Stored data entries:

────────────────

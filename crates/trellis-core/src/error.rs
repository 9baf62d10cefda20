//! Error taxonomy shared across the trellis crates

use thiserror::Error;

/// Closed set of expected failure kinds.
///
/// Pure scoring and allocation code never fails because a budget is small;
/// it degrades. These variants cover caller mistakes, missing entities, and
/// the sync path's contention/IO failures. Anything outside this set is a
/// bug and propagates as a panic in tests.
#[derive(Debug, Error)]
pub enum Error {
    /// Caller-supplied input rejected before any work was done.
    #[error("invalid argument: {0}")]
    InvalidArgument(String),

    /// An entry point did not resolve to any node.
    #[error("not found: {0}")]
    NotFound(String),

    /// A sync is already in flight for this repository.
    #[error("conflict: {0}")]
    Conflict(String),

    /// A file could not be read as text during re-analysis.
    #[error("decode error: {0}")]
    DecodeError(String),

    /// Storage failed mid-sync; the whole batch was rolled back.
    #[error("transaction failure: {0}")]
    TransactionFailure(String),

    /// A sync exceeded its caller-specified deadline.
    #[error("timeout: {0}")]
    Timeout(String),
}

pub type Result<T> = std::result::Result<T, Error>;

────────────────

Your assignment: Which lines of the records contain the word "String"? Copy each of them.

Your solution:
    InvalidArgument(String),
    NotFound(String),
    Conflict(String),
    DecodeError(String),
    TransactionFailure(String),
    Timeout(String),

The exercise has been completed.